There are many Ukrainophone communities in neighbouring countries with Ukraine, due to the historical spread of ethnic Ukrainian populations in areas that later became a part of those states, including Belarus, Moldova (especially Transnistria), Poland, Hungary, Slovakia and Romania, as well as in continental nations and areas where Ukrainians had moved to in recent centuries or were deported to during the Soviet regime, such as Kazakhstan, the Far East, Sakhalin, Kuril Islands, Lithuania, Czech Republic, Germany, Italy, Croatia, Portugal, the U.K., etc. Additionally, there are large Ukrainophone immigrant communities in various parts of Canada, the United States (especially New York City, Baltimore) and Australia, and somewhat smaller communities in various nations of Latin America, such as Brazil, Argentina, Paraguay, and Venezuela.

Usage in Ukraine

Ukrainian vs. Russian
In  Ukraine almost all people are fluent in Ukrainian and it is taught to all children through the Ukrainian school system.  However, many people are also fluent in Russian, due to three centuries of forced Russification during the Russian Empire and then the Soviet Union, as well as waves of ethnic Russian migrations into Ukraine during Soviet rule. This is particularly true of ethnic Russians, members of other ethnic minority groups and residents of large cities in Central, Eastern and Southern Ukraine. Ukrainophones are in the majority in most of Western and Central Ukraine, and almost in all rural areas of Ukraine, including East Ukraine. In addition, people in areas influenced by the Russian language often speak a mixed form of Ukrainian known as Surzhyk, which uses a base of Ukrainian grammar but plugs in a lot of Ukrainianized Russian vocabulary into conversation.

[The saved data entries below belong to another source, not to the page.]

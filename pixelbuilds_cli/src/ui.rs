// UI utility functions for terminal output
use colored::Colorize;

pub fn print_header(text: &str) {
    println!("\n{}", text.bold().cyan());
    println!("{}", "=".repeat(text.len()).cyan());
}

pub fn print_success(text: &str) {
    println!("{} {}", "✓".green().bold(), text.green());
}

pub fn print_warning(text: &str) {
    println!("{} {}", "⚠".yellow().bold(), text.yellow());
}
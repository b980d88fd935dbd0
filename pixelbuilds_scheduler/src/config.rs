use pixelbuilds_core::{
    catalog::DEFAULT_CATALOG_URL,
    client::DEFAULT_USER_AGENT,
    sources::{DEFAULT_GITEA_API_BASE, DEFAULT_GITHUB_API_BASE},
    ReleaseNaming,
};
use pixelbuilds_metrics::DEFAULT_NAMESPACE;
use serde::{Deserialize, Serialize};
use std::net::SocketAddr;
use std::time::Duration;

pub const DEFAULT_LISTEN_ADDR: &str = "0.0.0.0:9000";
pub const DEFAULT_INTERVAL: Duration = Duration::from_secs(60 * 15);

#[derive(Debug, Clone, Serialize, Deserialize, PartialEq)]
#[serde(default)]
pub struct ExporterConfig {
    /// Address the scrape endpoint binds to
    pub listen_addr: SocketAddr,

    /// Pause between the end of one cycle and the start of the next
    #[serde(with = "humantime_serde")]
    pub interval: Duration,

    pub catalog_url: String,
    pub github_api_base: String,
    pub gitea_api_base: String,
    pub naming: ReleaseNaming,
    pub namespace: String,

    /// Devices whose releases are fetched concurrently; 1 keeps the cycle sequential
    pub device_concurrency: usize,

    #[serde(with = "humantime_serde_option")]
    pub request_timeout: Option<Duration>,

    pub user_agent: String,
}

impl Default for ExporterConfig {
    fn default() -> Self {
        Self {
            listen_addr: SocketAddr::from(([0, 0, 0, 0], 9000)),
            interval: DEFAULT_INTERVAL,
            catalog_url: DEFAULT_CATALOG_URL.to_string(),
            github_api_base: DEFAULT_GITHUB_API_BASE.to_string(),
            gitea_api_base: DEFAULT_GITEA_API_BASE.to_string(),
            naming: ReleaseNaming::default(),
            namespace: DEFAULT_NAMESPACE.to_string(),
            device_concurrency: 1,
            request_timeout: None,
            user_agent: DEFAULT_USER_AGENT.to_string(),
        }
    }
}

/// TOML files nest the settings under an `[exporter]` table.
#[derive(Debug, Clone, Serialize, Deserialize)]
pub struct ConfigFile {
    #[serde(default)]
    pub exporter: ExporterConfig,
}

impl ExporterConfig {
    pub fn builder() -> ExporterConfigBuilder {
        ExporterConfigBuilder::default()
    }

    pub fn validate(&self) -> Result<(), String> {
        if self.interval.is_zero() {
            return Err("Interval must be > 0".to_string());
        }

        for (name, url) in [
            ("catalog_url", &self.catalog_url),
            ("github_api_base", &self.github_api_base),
            ("gitea_api_base", &self.gitea_api_base),
        ] {
            if url.is_empty() {
                return Err(format!("{} cannot be empty", name));
            }
            if !url.starts_with("http://") && !url.starts_with("https://") {
                return Err(format!("{} must be an http(s) URL, got '{}'", name, url));
            }
        }

        if self.namespace.is_empty() {
            return Err("Namespace cannot be empty".to_string());
        }

        if self.device_concurrency == 0 {
            return Err("device_concurrency must be >= 1".to_string());
        }

        if self.user_agent.is_empty() {
            return Err("User agent cannot be empty".to_string());
        }

        if let Some(timeout) = self.request_timeout {
            if timeout.is_zero() {
                return Err("request_timeout must be > 0 when set".to_string());
            }
        }

        self.naming.validate()
    }
}

#[derive(Default)]
pub struct ExporterConfigBuilder {
    config: ExporterConfig,
}

impl ExporterConfigBuilder {
    pub fn listen_addr(mut self, addr: SocketAddr) -> Self {
        self.config.listen_addr = addr;
        self
    }

    pub fn interval(mut self, interval: Duration) -> Self {
        self.config.interval = interval;
        self
    }

    pub fn catalog_url(mut self, url: impl Into<String>) -> Self {
        self.config.catalog_url = url.into();
        self
    }

    pub fn github_api_base(mut self, url: impl Into<String>) -> Self {
        self.config.github_api_base = url.into();
        self
    }

    pub fn gitea_api_base(mut self, url: impl Into<String>) -> Self {
        self.config.gitea_api_base = url.into();
        self
    }

    pub fn naming(mut self, naming: ReleaseNaming) -> Self {
        self.config.naming = naming;
        self
    }

    pub fn namespace(mut self, namespace: impl Into<String>) -> Self {
        self.config.namespace = namespace.into();
        self
    }

    pub fn device_concurrency(mut self, concurrency: usize) -> Self {
        self.config.device_concurrency = concurrency;
        self
    }

    pub fn request_timeout(mut self, timeout: Duration) -> Self {
        self.config.request_timeout = Some(timeout);
        self
    }

    pub fn build(self) -> ExporterConfig {
        self.config
    }
}

pub(crate) mod humantime_serde {
    use serde::{Deserialize, Deserializer, Serializer};
    use std::time::Duration;

    pub fn serialize<S>(duration: &Duration, serializer: S) -> Result<S::Ok, S::Error>
    where
        S: Serializer,
    {
        serializer.serialize_str(&humantime::format_duration(*duration).to_string())
    }

    pub fn deserialize<'de, D>(deserializer: D) -> Result<Duration, D::Error>
    where
        D: Deserializer<'de>,
    {
        let s = String::deserialize(deserializer)?;
        humantime::parse_duration(&s).map_err(serde::de::Error::custom)
    }
}

mod humantime_serde_option {
    use serde::{Deserialize, Deserializer, Serializer};
    use std::time::Duration;

    pub fn serialize<S>(duration: &Option<Duration>, serializer: S) -> Result<S::Ok, S::Error>
    where
        S: Serializer,
    {
        match duration {
            Some(d) => serializer.serialize_some(&humantime::format_duration(*d).to_string()),
            None => serializer.serialize_none(),
        }
    }

    pub fn deserialize<'de, D>(deserializer: D) -> Result<Option<Duration>, D::Error>
    where
        D: Deserializer<'de>,
    {
        let opt = Option::<String>::deserialize(deserializer)?;
        opt.map(|s| humantime::parse_duration(&s).map_err(serde::de::Error::custom))
            .transpose()
    }
}
// Copyright 2018-2026 Theodore Cipicchio
//
// Licensed under the Apache License, Version 2.0 <LICENSE-APACHE or
// http://www.apache.org/licenses/LICENSE-2.0> or the MIT license
// <LICENSE-MIT or http://opensource.org/licenses/MIT>, at your
// option. This file may not be copied, modified, or distributed
// except according to those terms.

//! Fixed-capacity array implementation.

use core::fmt;
use core::mem::{self, MaybeUninit};
use core::ops::{Deref, DerefMut};
use core::slice;

use super::array_iter::IntoIter;
use super::memory;
use super::{
    Collection, Error, ErrorKind, NoAllocation, SequencedCollection,
};

/// Contiguous array with inline storage for up to `N` elements.
///
/// `StaticArray` never allocates. Operations that would need more than `N`
/// elements fail with [`ErrorKind::LengthError`] instead of growing. A
/// capacity of zero is rejected at compile time.
///
/// # Examples
///
/// ```
/// use seqarray::{ErrorKind, StaticArray};
///
/// let mut array = StaticArray::<i32, 3>::new();
/// array.push_back(2).unwrap();
/// array.push_front(1).unwrap();
/// array.push_back(3).unwrap();
/// assert_eq!(array, [1, 2, 3]);
/// assert!(array.is_full());
///
/// let error = array.insert(0, 0).unwrap_err();
/// assert_eq!(error.kind(), ErrorKind::LengthError);
/// ```
///
/// [`ErrorKind::LengthError`]: enum.ErrorKind.html#variant.LengthError
pub struct StaticArray<T, const N: usize> {
    /// Element storage; the first `count` slots are initialized.
    data: [MaybeUninit<T>; N],
    /// Number of live elements.
    count: usize,
}

impl<T, const N: usize> StaticArray<T, N> {
    const NONZERO_CAPACITY: () =
        assert!(N > 0, "static arrays must have a nonzero capacity");

    /// Creates an empty array.
    #[inline]
    pub fn new() -> Self {
        let () = Self::NONZERO_CAPACITY;

        StaticArray {
            // An array of `MaybeUninit` values is valid while uninitialized.
            data: unsafe { MaybeUninit::uninit().assume_init() },
            count: 0,
        }
    }

    /// Creates an array holding `count` copies of `value`.
    ///
    /// Fails with [`ErrorKind::InvalidArgument`] if `count` is zero, or with
    /// [`ErrorKind::OutOfRange`] if `count` exceeds the capacity. `value` is
    /// returned in the error on failure.
    ///
    /// [`ErrorKind::InvalidArgument`]: enum.ErrorKind.html#variant.InvalidArgument
    /// [`ErrorKind::OutOfRange`]: enum.ErrorKind.html#variant.OutOfRange
    pub fn with_fill(value: T, count: usize) -> Result<Self, Error<(T,)>>
    where
        T: Clone,
    {
        if let Err(e) = Self::check_initial_count(count) {
            return Err(e.map(|()| (value,)));
        }

        let mut array = Self::new();
        while array.count + 1 < count {
            array.data[array.count] = MaybeUninit::new(value.clone());
            array.count += 1;
        }
        array.data[array.count] = MaybeUninit::new(value);
        array.count = count;

        Ok(array)
    }

    /// Creates an array holding clones of the given values.
    ///
    /// Fails with [`ErrorKind::InvalidArgument`] if `values` is empty, or
    /// with [`ErrorKind::OutOfRange`] if it holds more values than the
    /// capacity.
    ///
    /// [`ErrorKind::InvalidArgument`]: enum.ErrorKind.html#variant.InvalidArgument
    /// [`ErrorKind::OutOfRange`]: enum.ErrorKind.html#variant.OutOfRange
    pub fn from_slice(values: &[T]) -> Result<Self, Error<()>>
    where
        T: Clone,
    {
        Self::check_initial_count(values.len())?;

        let mut array = Self::new();
        unsafe {
            memory::copy_construct_array(
                array.as_mut_ptr(),
                values.as_ptr(),
                values.len(),
            )?;
        }
        array.count = values.len();

        Ok(array)
    }

    /// Creates an array holding the values produced by an iterator.
    ///
    /// Fails with [`ErrorKind::InvalidArgument`] if the iterator is empty, or
    /// with [`ErrorKind::OutOfRange`] if it produces more values than the
    /// capacity.
    ///
    /// # Examples
    ///
    /// ```
    /// use seqarray::{ErrorKind, StaticArray};
    ///
    /// let array = StaticArray::<_, 4>::from_values("abc".chars()).unwrap();
    /// assert_eq!(array, ['a', 'b', 'c']);
    ///
    /// let error = StaticArray::<_, 2>::from_values(0..3).unwrap_err();
    /// assert_eq!(error.kind(), ErrorKind::OutOfRange);
    /// ```
    ///
    /// [`ErrorKind::InvalidArgument`]: enum.ErrorKind.html#variant.InvalidArgument
    /// [`ErrorKind::OutOfRange`]: enum.ErrorKind.html#variant.OutOfRange
    pub fn from_values<I>(values: I) -> Result<Self, Error<()>>
    where
        I: IntoIterator<Item = T>,
    {
        let mut array = Self::new();
        for value in values {
            if array.count == N {
                return Err(Error::new(ErrorKind::OutOfRange, ()));
            }

            array.data[array.count] = MaybeUninit::new(value);
            array.count += 1;
        }

        if array.count == 0 {
            return Err(Error::new(ErrorKind::InvalidArgument, ()));
        }

        Ok(array)
    }

    /// Moves all elements out of this array into a new array, leaving this
    /// array empty. The capacity of both arrays is always `N`.
    #[inline]
    pub fn take(&mut self) -> Self {
        mem::replace(self, Self::new())
    }

    /// Returns an iterator over references to all elements.
    #[inline]
    pub fn iter(&self) -> slice::Iter<T> {
        self.as_slice().iter()
    }

    /// Returns an iterator over mutable references to all elements.
    #[inline]
    pub fn iter_mut(&mut self) -> slice::IterMut<T> {
        self.as_mut_slice().iter_mut()
    }

    sequenced_collection_methods!(T);

    fn check_initial_count(count: usize) -> Result<(), Error<()>> {
        if count == 0 {
            Err(Error::new(ErrorKind::InvalidArgument, ()))
        } else if count > N {
            Err(Error::new(ErrorKind::OutOfRange, ()))
        } else {
            Ok(())
        }
    }
}

impl<T, const N: usize> Collection for StaticArray<T, N> {
    type Element = T;
    type Policy = NoAllocation;

    #[inline(always)]
    fn count(&self) -> usize {
        self.count
    }

    #[inline(always)]
    fn capacity(&self) -> usize {
        N
    }

    fn clear(&mut self) {
        let count = self.count;
        self.count = 0;
        unsafe {
            memory::destruct_range(self.data.as_mut_ptr() as *mut T, count);
        }
    }
}

unsafe impl<T, const N: usize> SequencedCollection for StaticArray<T, N> {
    #[inline(always)]
    fn as_ptr(&self) -> *const T {
        self.data.as_ptr() as *const T
    }

    #[inline(always)]
    fn as_mut_ptr(&mut self) -> *mut T {
        self.data.as_mut_ptr() as *mut T
    }

    #[inline(always)]
    unsafe fn set_count(&mut self, count: usize) {
        self.count = count;
    }

    #[inline]
    fn check_vacancy(&self, additional: usize) -> Result<(), Error<()>> {
        match self.count.checked_add(additional) {
            Some(required) if required <= N => Ok(()),
            _ => Err(Error::new(ErrorKind::LengthError, ())),
        }
    }

    #[inline(always)]
    fn reserve_additional(&mut self, _: usize) -> Result<(), Error<()>> {
        Ok(())
    }
}

impl<T, const N: usize> Drop for StaticArray<T, N> {
    #[inline]
    fn drop(&mut self) {
        Collection::clear(self);
    }
}

impl<T, const N: usize> Default for StaticArray<T, N> {
    #[inline]
    fn default() -> Self {
        Self::new()
    }
}

impl<T, const N: usize> Clone for StaticArray<T, N>
where
    T: Clone,
{
    fn clone(&self) -> Self {
        let mut clone = Self::new();
        for value in self.as_slice() {
            clone.data[clone.count] = MaybeUninit::new(value.clone());
            clone.count += 1;
        }

        clone
    }
}

impl<T, const N: usize> Deref for StaticArray<T, N> {
    type Target = [T];

    #[inline(always)]
    fn deref(&self) -> &[T] {
        self.as_slice()
    }
}

impl<T, const N: usize> DerefMut for StaticArray<T, N> {
    #[inline(always)]
    fn deref_mut(&mut self) -> &mut [T] {
        self.as_mut_slice()
    }
}

impl<T, const N: usize> fmt::Debug for StaticArray<T, N>
where
    T: fmt::Debug,
{
    fn fmt(&self, f: &mut fmt::Formatter) -> fmt::Result {
        f.debug_list().entries(self.as_slice()).finish()
    }
}

impl<T, U, const N: usize, const M: usize> PartialEq<StaticArray<U, M>>
    for StaticArray<T, N>
where
    T: PartialEq<U>,
{
    #[inline]
    fn eq(&self, other: &StaticArray<U, M>) -> bool {
        self.as_slice() == other.as_slice()
    }
}

impl<T, const N: usize> Eq for StaticArray<T, N> where T: Eq {}

impl<T, U, const N: usize> PartialEq<[U]> for StaticArray<T, N>
where
    T: PartialEq<U>,
{
    #[inline]
    fn eq(&self, other: &[U]) -> bool {
        self.as_slice() == other
    }
}

impl<T, U, const N: usize, const M: usize> PartialEq<[U; M]>
    for StaticArray<T, N>
where
    T: PartialEq<U>,
{
    #[inline]
    fn eq(&self, other: &[U; M]) -> bool {
        self.as_slice() == &other[..]
    }
}

impl<T, const N: usize> IntoIterator for StaticArray<T, N> {
    type Item = T;
    type IntoIter = IntoIter<Self>;

    #[inline]
    fn into_iter(self) -> IntoIter<Self> {
        IntoIter::new(self)
    }
}

impl<'a, T, const N: usize> IntoIterator for &'a StaticArray<T, N> {
    type Item = &'a T;
    type IntoIter = slice::Iter<'a, T>;

    #[inline]
    fn into_iter(self) -> slice::Iter<'a, T> {
        self.iter()
    }
}

impl<'a, T, const N: usize> IntoIterator for &'a mut StaticArray<T, N> {
    type Item = &'a mut T;
    type IntoIter = slice::IterMut<'a, T>;

    #[inline]
    fn into_iter(self) -> slice::IterMut<'a, T> {
        self.iter_mut()
    }
}
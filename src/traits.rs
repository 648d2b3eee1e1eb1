// Copyright 2018-2026 Theodore Cipicchio
//
// Licensed under the Apache License, Version 2.0 <LICENSE-APACHE or
// http://www.apache.org/licenses/LICENSE-2.0> or the MIT license
// <LICENSE-MIT or http://opensource.org/licenses/MIT>, at your
// option. This file may not be copied, modified, or distributed
// except according to those terms.

//! Collection traits.

use core::mem::{self, size_of};
use core::slice;

use super::cursor::element_stride;
use super::memory;
use super::{AllocationPolicy, Cursor, Error, ErrorKind};

/// Common interface for all collections.
pub trait Collection {
    /// Element type.
    type Element;
    /// Policy used to obtain element storage.
    type Policy: AllocationPolicy;

    /// Returns the number of live elements.
    fn count(&self) -> usize;

    /// Returns the number of elements the collection can hold without
    /// acquiring more storage.
    fn capacity(&self) -> usize;

    /// Returns whether the live element count has reached the capacity.
    #[inline]
    fn is_full(&self) -> bool {
        self.count() == self.capacity()
    }

    /// Returns whether the collection holds no elements.
    #[inline]
    fn is_empty(&self) -> bool {
        self.count() == 0
    }

    /// Returns the size of the collection's element storage, in bytes.
    ///
    /// Collections whose storage is allocated on demand report the size of
    /// their live elements only, while collections with inline storage report
    /// the size of their entire capacity.
    ///
    /// # Examples
    ///
    /// ```
    /// use seqarray::{dynamic_array, static_array, Collection};
    ///
    /// let dynamic = dynamic_array![1u32, 2, 3].unwrap();
    /// assert_eq!(Collection::size(&dynamic), 12);
    ///
    /// let fixed = static_array![8; 1u32, 2, 3].unwrap();
    /// assert_eq!(Collection::size(&fixed), 32);
    /// ```
    #[inline]
    fn size(&self) -> usize {
        let slots = if <Self::Policy as AllocationPolicy>::ALLOCATES {
            self.count()
        } else {
            self.capacity()
        };

        slots * size_of::<Self::Element>()
    }

    /// Destroys all elements, leaving the capacity untouched.
    fn clear(&mut self);
}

Due to a significant lack of knowledge of Ukraine among Western journalists, which is often compounded by anti-Ukrainian propaganda coming from Russian media sources (which even led to boycotts of Russian media products in Ukraine), many of them have portrayed Russian and Ukrainian speakers as clearly defined and completely separate ethnic groups, each of which desires to exclusively dominate the Ukrainian state. The reality is that most people in Ukraine know both languages and frequently engage in language-switching as it suits them. Speaking Ukrainian or Russian in Ukraine is not regarded as a political statement, but merely a personal preference in a particular situation. For most Ukrainians, Russian and Ukrainian languages are interchangeable. Moreover, it is quite common for individuals to speak different languages to each other, as each person uses the language they are more comfortable with, without

Usage in the Ukrainian diaspora

Canada
In Canada the term Ukrainophone is also used to differentiate Ukrainian language-speakers from ethnically Ukrainian Canadians in general.  It refers to speakers of both the local Canadian Ukrainian dialect and Standard Ukrainian.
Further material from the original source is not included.